Recorded data
//! Domain model types

pub mod catalogue;
pub mod field;
pub mod raw_table;
pub mod tidy_record;

pub use catalogue::{Catalogue, CategorySpec, FieldSpec};
pub use field::{FieldMapping, LogicalField, MatchSource, ResolvedColumn};
pub use raw_table::RawTable;
pub use tidy_record::{SkippedRow, TidyBatch, TidyRecord};
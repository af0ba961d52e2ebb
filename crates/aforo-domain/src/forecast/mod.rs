//! Forecast provider contract
//!
//! The domain only knows the data shape a provider consumes and returns.
//! Any model (built-in or external) plugs in behind `ForecastProvider`.

use chrono::{Months, NaiveDate};
use serde::{Deserialize, Serialize};
use thiserror::Error;

use crate::service::aggregation::PeriodTotal;

/// One observed (period, value) pair of the input series
#[derive(Debug, Clone, Copy, PartialEq, Serialize, Deserialize)]
pub struct SeriesPoint {
    pub period: NaiveDate,
    pub value: f64,
}

/// Point forecast with its confidence bounds
#[derive(Debug, Clone, Copy, PartialEq, Serialize, Deserialize)]
pub struct ForecastPoint {
    pub period: NaiveDate,
    pub value: f64,
    pub lower: f64,
    pub upper: f64,
}

/// Longest forecast any caller may request, in months
pub const MAX_HORIZON: usize = 120;

#[derive(Debug, Error, PartialEq)]
pub enum ForecastError {
    #[error("series is empty")]
    EmptySeries,

    #[error("series is not sorted by period (at {0})")]
    Unsorted(NaiveDate),

    #[error("horizon must be at least 1")]
    ZeroHorizon,

    #[error("horizon {0} exceeds the maximum of {max} months", max = MAX_HORIZON)]
    HorizonTooLong(usize),

    #[error("need at least {needed} points, got {got}")]
    InsufficientData { needed: usize, got: usize },

    #[error("model failed: {0}")]
    Model(String),
}

pub trait ForecastProvider {
    /// `series` is ascending by period. Returns exactly `horizon` points.
    fn forecast(&self, series: &[SeriesPoint], horizon: usize) -> Result<Vec<ForecastPoint>, ForecastError>;
}

/// What the presentation layer gets: numbers, or a visible reason why not
#[derive(Debug, Clone, PartialEq, Serialize, Deserialize)]
#[serde(tag = "status", rename_all = "lowercase")]
pub enum ForecastOutcome {
    Available { points: Vec<ForecastPoint> },
    Unavailable { reason: String },
}

impl ForecastOutcome {
    pub fn is_available(&self) -> bool {
        matches!(self, ForecastOutcome::Available { .. })
    }

    /// For consumers that cannot render a reason in place of numbers
    pub fn into_points(self) -> aforo_types::Result<Vec<ForecastPoint>> {
        match self {
            ForecastOutcome::Available { points } => Ok(points),
            ForecastOutcome::Unavailable { reason } => Err(aforo_types::Error::ForecastUnavailable(reason)),
        }
    }
}

/// Validate the series, call the provider, and never substitute made-up data
pub fn run_forecast(
    provider: &dyn ForecastProvider,
    series: &[SeriesPoint],
    horizon: usize,
) -> ForecastOutcome {
    match validate(series, horizon).and_then(|_| provider.forecast(series, horizon)) {
        Ok(points) if points.len() == horizon => ForecastOutcome::Available { points },
        Ok(points) => ForecastOutcome::Unavailable {
            reason: format!("provider returned {} points, expected {}", points.len(), horizon),
        },
        Err(e) => ForecastOutcome::Unavailable {
            reason: e.to_string(),
        },
    }
}

pub fn series_from_totals(totals: &[PeriodTotal]) -> Vec<SeriesPoint> {
    totals
        .iter()
        .map(|t| SeriesPoint {
            period: t.period,
            value: t.total,
        })
        .collect()
}

/// First day of the month `n` months after `period`
pub fn months_after(period: NaiveDate, n: u32) -> Option<NaiveDate> {
    period.checked_add_months(Months::new(n))
}

fn validate(series: &[SeriesPoint], horizon: usize) -> Result<(), ForecastError> {
    if horizon == 0 {
        return Err(ForecastError::ZeroHorizon);
    }
    if horizon > MAX_HORIZON {
        return Err(ForecastError::HorizonTooLong(horizon));
    }
    if series.is_empty() {
        return Err(ForecastError::EmptySeries);
    }
    if let Some(w) = series.windows(2).find(|w| w[0].period >= w[1].period) {
        return Err(ForecastError::Unsorted(w[1].period));
    }
    Ok(())
}
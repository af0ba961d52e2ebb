//! Read-only aggregation views over tidy records

use std::collections::{BTreeMap, HashMap};

use chrono::{Datelike, NaiveDate};
use serde::{Deserialize, Serialize};

use crate::model::TidyRecord;

#[derive(Debug, Clone, PartialEq, Serialize, Deserialize)]
pub struct CategoryTotal {
    pub category: String,
    pub total: f64,
}

#[derive(Debug, Clone, PartialEq, Serialize, Deserialize)]
pub struct PeriodTotal {
    pub period: NaiveDate,
    pub total: f64,
}

#[derive(Debug, Clone, PartialEq, Serialize, Deserialize)]
pub struct EntityTotal {
    pub entity_id: String,
    pub total: f64,
}

/// Busiest and quietest vehicle category
#[derive(Debug, Clone, PartialEq, Serialize, Deserialize)]
pub struct Extremes {
    pub busiest: CategoryTotal,
    pub quietest: CategoryTotal,
}

/// Sorted, unique years present in the records
pub fn available_years(records: &[TidyRecord]) -> Vec<i32> {
    let mut years: Vec<i32> = records.iter().map(|r| r.period.year()).collect();
    years.sort_unstable();
    years.dedup();
    years
}

pub fn filter_by_year(records: &[TidyRecord], year: i32) -> Vec<TidyRecord> {
    records
        .iter()
        .filter(|r| r.period.year() == year)
        .cloned()
        .collect()
}

/// Sum of counts per category, in first-seen order
pub fn totals_by_category(records: &[TidyRecord]) -> Vec<CategoryTotal> {
    let mut index: HashMap<&str, usize> = HashMap::new();
    let mut totals: Vec<CategoryTotal> = Vec::new();
    for r in records {
        match index.get(r.category.as_str()) {
            Some(&i) => totals[i].total += r.count,
            None => {
                index.insert(&r.category, totals.len());
                totals.push(CategoryTotal {
                    category: r.category.clone(),
                    total: r.count,
                });
            }
        }
    }
    totals
}

/// Sum of counts per period, ascending. This is the forecast input series.
pub fn totals_by_period(records: &[TidyRecord]) -> Vec<PeriodTotal> {
    let mut sums: BTreeMap<NaiveDate, f64> = BTreeMap::new();
    for r in records {
        *sums.entry(r.period).or_insert(0.0) += r.count;
    }
    sums.into_iter()
        .map(|(period, total)| PeriodTotal { period, total })
        .collect()
}

/// Sum of counts per station, sorted by station
pub fn totals_by_entity(records: &[TidyRecord]) -> Vec<EntityTotal> {
    let mut sums: BTreeMap<&str, f64> = BTreeMap::new();
    for r in records {
        *sums.entry(r.entity_id.as_str()).or_insert(0.0) += r.count;
    }
    sums.into_iter()
        .map(|(entity_id, total)| EntityTotal {
            entity_id: entity_id.to_string(),
            total,
        })
        .collect()
}

/// Busiest and quietest category; ties keep the earlier category
pub fn extremes(totals: &[CategoryTotal]) -> Option<Extremes> {
    let first = totals.first()?;
    let mut busiest = first;
    let mut quietest = first;
    for t in &totals[1..] {
        if t.total > busiest.total {
            busiest = t;
        }
        if t.total < quietest.total {
            quietest = t;
        }
    }
    Some(Extremes {
        busiest: busiest.clone(),
        quietest: quietest.clone(),
    })
}

/// Sum of counts per (entity, period, category)
pub fn regroup(records: &[TidyRecord]) -> BTreeMap<(String, NaiveDate, String), f64> {
    let mut sums = BTreeMap::new();
    for r in records {
        *sums
            .entry((r.entity_id.clone(), r.period, r.category.clone()))
            .or_insert(0.0) += r.count;
    }
    sums
}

Task details
Retype the entries above exactly as they appear.

Answer box
//! Domain model types

pub mod catalogue;
pub mod field;
pub mod raw_table;
pub mod tidy_record;

pub use catalogue::{Catalogue, CategorySpec, FieldSpec};
pub use field::{FieldMapping, LogicalField, MatchSource, ResolvedColumn};
pub use raw_table::RawTable;
pub use tidy_record::{SkippedRow, TidyBatch, TidyRecord};
repository af0ba961d52e2ebb
filename crates/aforo-domain/src/forecast/mod.rs
//! Forecast provider contract
//!
//! The domain only knows the data shape a provider consumes and returns.
//! Any model (built-in or external) plugs in behind `ForecastProvider`.

use chrono::{Months, NaiveDate};
use serde::{Deserialize, Serialize};
use thiserror::Error;

use crate::service::aggregation::PeriodTotal;

/// One observed (period, value) pair of the input series
#[derive(Debug, Clone, Copy, PartialEq, Serialize, Deserialize)]
pub struct SeriesPoint {
    pub period: NaiveDate,
    pub value: f64,
}

/// Point forecast with its confidence bounds
#[derive(Debug, Clone, Copy, PartialEq, Serialize, Deserialize)]
pub struct ForecastPoint {
    pub period: NaiveDate,
    pub value: f64,
    pub lower: f64,
    pub upper: f64,
}

/// Longest forecast any caller may request, in months
pub const MAX_HORIZON: usize = 120;

#[derive(Debug, Error, PartialEq)]
pub enum ForecastError {
    #[error("series is empty")]
    EmptySeries,

    #[error("series is not sorted by period (at {0})")]
    Unsorted(NaiveDate),

    #[error("horizon must be at least 1")]
    ZeroHorizon,

    #[error("horizon {0} exceeds the maximum of {max} months", max = MAX_HORIZON)]
    HorizonTooLong(usize),

    #[error("need at least {needed} points, got {got}")]
    InsufficientData { needed: usize, got: usize },

    #[error("model failed: {0}")]
    Model(String),
}

pub trait ForecastProvider {
    /// `series` is ascending by period. Returns exactly `horizon` points.
    fn forecast(&self, series: &[SeriesPoint], horizon: usize) -> Result<Vec<ForecastPoint>, ForecastError>;
}

/// What the presentation layer gets: numbers, or a visible reason why not
#[derive(Debug, Clone, PartialEq, Serialize, Deserialize)]
#[serde(tag = "status", rename_all = "lowercase")]
pub enum ForecastOutcome {
    Available { points: Vec<ForecastPoint> },
    Unavailable { reason: String },
}

impl ForecastOutcome {
    pub fn is_available(&self) -> bool {
        matches!(self, ForecastOutcome::Available { .. })
    }

    /// For consumers that cannot render a reason in place of numbers
    pub fn into_points(self) -> aforo_types::Result<Vec<ForecastPoint>> {
        match self {
            ForecastOutcome::Available { points } => Ok(points),
            ForecastOutcome::Unavailable { reason } => Err(aforo_types::Error::ForecastUnavailable(reason)),
        }
    }
}

/// Validate the series, call the provider, and never substitute made-up data
pub fn run_forecast(
    provider: &dyn ForecastProvider,
    series: &[SeriesPoint],
    horizon: usize,
) -> ForecastOutcome {
    match validate(series, horizon).and_then(|_| provider.forecast(series, horizon)) {
        Ok(points) if points.len() == horizon => ForecastOutcome::Available { points },
        Ok(points) => ForecastOutcome::Unavailable {
            reason: format!("provider returned {} points, expected {}", points.len(), horizon),
        },
        Err(e) => ForecastOutcome::Unavailable {
            reason: e.to_string(),
        },
    }
}

pub fn series_from_totals(totals: &[PeriodTotal]) -> Vec<SeriesPoint> {
    totals
        .iter()
        .map(|t| SeriesPoint {
            period: t.period,
            value: t.total,
        })
        .collect()
}

/// First day of the month `n` months after `period`
pub fn months_after(period: NaiveDate, n: u32) -> Option<NaiveDate> {
    period.checked_add_months(Months::new(n))
}

fn validate(series: &[SeriesPoint], horizon: usize) -> Result<(), ForecastError> {
    if horizon == 0 {
        return Err(ForecastError::ZeroHorizon);
    }
    if horizon > MAX_HORIZON {
        return Err(ForecastError::HorizonTooLong(horizon));
    }
    if series.is_empty() {
        return Err(ForecastError::EmptySeries);
    }
    if let Some(w) = series.windows(2).find(|w| w[0].period >= w[1].period) {
        return Err(ForecastError::Unsorted(w[1].period));
    }
    Ok(())
}
repository af0ba961d52e2ebb
//! Read-only aggregation views over tidy records

use std::collections::{BTreeMap, HashMap};

use chrono::{Datelike, NaiveDate};
use serde::{Deserialize, Serialize};

use crate::model::TidyRecord;

#[derive(Debug, Clone, PartialEq, Serialize, Deserialize)]
pub struct CategoryTotal {
    pub category: String,
    pub total: f64,
}

#[derive(Debug, Clone, PartialEq, Serialize, Deserialize)]
pub struct PeriodTotal {
    pub period: NaiveDate,
    pub total: f64,
}

#[derive(Debug, Clone, PartialEq, Serialize, Deserialize)]
pub struct EntityTotal {
    pub entity_id: String,
    pub total: f64,
}

/// Busiest and quietest vehicle category
#[derive(Debug, Clone, PartialEq, Serialize, Deserialize)]
pub struct Extremes {
    pub busiest: CategoryTotal,
    pub quietest: CategoryTotal,
}

/// Sorted, unique years present in the records
pub fn available_years(records: &[TidyRecord]) -> Vec<i32> {
    let mut years: Vec<i32> = records.iter().map(|r| r.period.year()).collect();
    years.sort_unstable();
    years.dedup();
    years
}

pub fn filter_by_year(records: &[TidyRecord], year: i32) -> Vec<TidyRecord> {
    records
        .iter()
        .filter(|r| r.period.year() == year)
        .cloned()
        .collect()
}

/// Sum of counts per category, in first-seen order
pub fn totals_by_category(records: &[TidyRecord]) -> Vec<CategoryTotal> {
    let mut index: HashMap<&str, usize> = HashMap::new();
    let mut totals: Vec<CategoryTotal> = Vec::new();
    for r in records {
        match index.get(r.category.as_str()) {
            Some(&i) => totals[i].total += r.count,
            None => {
                index.insert(&r.category, totals.len());
                totals.push(CategoryTotal {
                    category: r.category.clone(),
                    total: r.count,
                });
            }
        }
    }
    totals
}

/// Sum of counts per period, ascending. This is the forecast input series.
pub fn totals_by_period(records: &[TidyRecord]) -> Vec<PeriodTotal> {
    let mut sums: BTreeMap<NaiveDate, f64> = BTreeMap::new();
    for r in records {
        *sums.entry(r.period).or_insert(0.0) += r.count;
    }
    sums.into_iter()
        .map(|(period, total)| PeriodTotal { period, total })
        .collect()
}

/// Sum of counts per station, sorted by station
pub fn totals_by_entity(records: &[TidyRecord]) -> Vec<EntityTotal> {
    let mut sums: BTreeMap<&str, f64> = BTreeMap::new();
    for r in records {
        *sums.entry(r.entity_id.as_str()).or_insert(0.0) += r.count;
    }
    sums.into_iter()
        .map(|(entity_id, total)| EntityTotal {
            entity_id: entity_id.to_string(),
            total,
        })
        .collect()
}

/// Busiest and quietest category; ties keep the earlier category
pub fn extremes(totals: &[CategoryTotal]) -> Option<Extremes> {
    let first = totals.first()?;
    let mut busiest = first;
    let mut quietest = first;
    for t in &totals[1..] {
        if t.total > busiest.total {
            busiest = t;
        }
        if t.total < quietest.total {
            quietest = t;
        }
    }
    Some(Extremes {
        busiest: busiest.clone(),
        quietest: quietest.clone(),
    })
}

/// Sum of counts per (entity, period, category)
pub fn regroup(records: &[TidyRecord]) -> BTreeMap<(String, NaiveDate, String), f64> {
    let mut sums = BTreeMap::new();
    for r in records {
        *sums
            .entry((r.entity_id.clone(), r.period, r.category.clone()))
            .or_insert(0.0) += r.count;
    }
    sums
}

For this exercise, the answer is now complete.